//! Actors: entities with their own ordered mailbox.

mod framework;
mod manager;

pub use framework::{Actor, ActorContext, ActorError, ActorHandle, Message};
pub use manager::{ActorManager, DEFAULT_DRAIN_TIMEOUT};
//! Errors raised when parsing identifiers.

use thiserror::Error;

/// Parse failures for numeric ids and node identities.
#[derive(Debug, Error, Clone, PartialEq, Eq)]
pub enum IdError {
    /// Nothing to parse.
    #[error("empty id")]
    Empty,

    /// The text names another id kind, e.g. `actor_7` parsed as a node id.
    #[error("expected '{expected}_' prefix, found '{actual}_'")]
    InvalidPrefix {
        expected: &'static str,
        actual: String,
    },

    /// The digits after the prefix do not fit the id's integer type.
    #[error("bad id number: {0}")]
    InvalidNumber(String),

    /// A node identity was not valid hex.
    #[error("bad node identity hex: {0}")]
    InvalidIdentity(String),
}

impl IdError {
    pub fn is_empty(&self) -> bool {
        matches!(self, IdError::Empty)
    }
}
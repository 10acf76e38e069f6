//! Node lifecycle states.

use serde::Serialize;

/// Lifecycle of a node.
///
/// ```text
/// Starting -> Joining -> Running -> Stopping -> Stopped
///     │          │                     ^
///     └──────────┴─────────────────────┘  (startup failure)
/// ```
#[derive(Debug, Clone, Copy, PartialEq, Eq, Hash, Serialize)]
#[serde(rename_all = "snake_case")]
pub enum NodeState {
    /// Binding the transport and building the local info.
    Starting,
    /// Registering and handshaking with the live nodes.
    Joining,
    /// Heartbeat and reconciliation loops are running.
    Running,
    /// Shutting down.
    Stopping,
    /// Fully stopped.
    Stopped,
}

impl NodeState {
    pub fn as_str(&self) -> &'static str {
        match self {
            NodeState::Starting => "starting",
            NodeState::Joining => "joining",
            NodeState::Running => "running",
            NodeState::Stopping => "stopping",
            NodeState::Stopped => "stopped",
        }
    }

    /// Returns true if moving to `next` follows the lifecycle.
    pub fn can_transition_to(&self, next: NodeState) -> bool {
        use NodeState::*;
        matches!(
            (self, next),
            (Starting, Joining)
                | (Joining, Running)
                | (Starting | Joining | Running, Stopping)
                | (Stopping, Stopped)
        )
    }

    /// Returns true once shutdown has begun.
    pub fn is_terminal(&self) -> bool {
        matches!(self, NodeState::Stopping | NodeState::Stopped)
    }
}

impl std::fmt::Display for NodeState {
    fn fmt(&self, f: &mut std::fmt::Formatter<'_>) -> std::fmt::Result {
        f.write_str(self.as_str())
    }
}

**WORK REQUEST:**
Beginning with the line that contains "pub fn can_transition_to(&self, next: NodeState)", write out every line through the end of the entries above, exactly.

**REPLY TO THE TASK:**
    pub fn can_transition_to(&self, next: NodeState) -> bool {
        use NodeState::*;
        matches!(
            (self, next),
            (Starting, Joining)
                | (Joining, Running)
                | (Starting | Joining | Running, Stopping)
                | (Stopping, Stopped)
        )
    }

    /// Returns true once shutdown has begun.
    pub fn is_terminal(&self) -> bool {
        matches!(self, NodeState::Stopping | NodeState::Stopped)
    }
}

impl std::fmt::Display for NodeState {
    fn fmt(&self, f: &mut std::fmt::Formatter<'_>) -> std::fmt::Result {
        f.write_str(self.as_str())
    }
}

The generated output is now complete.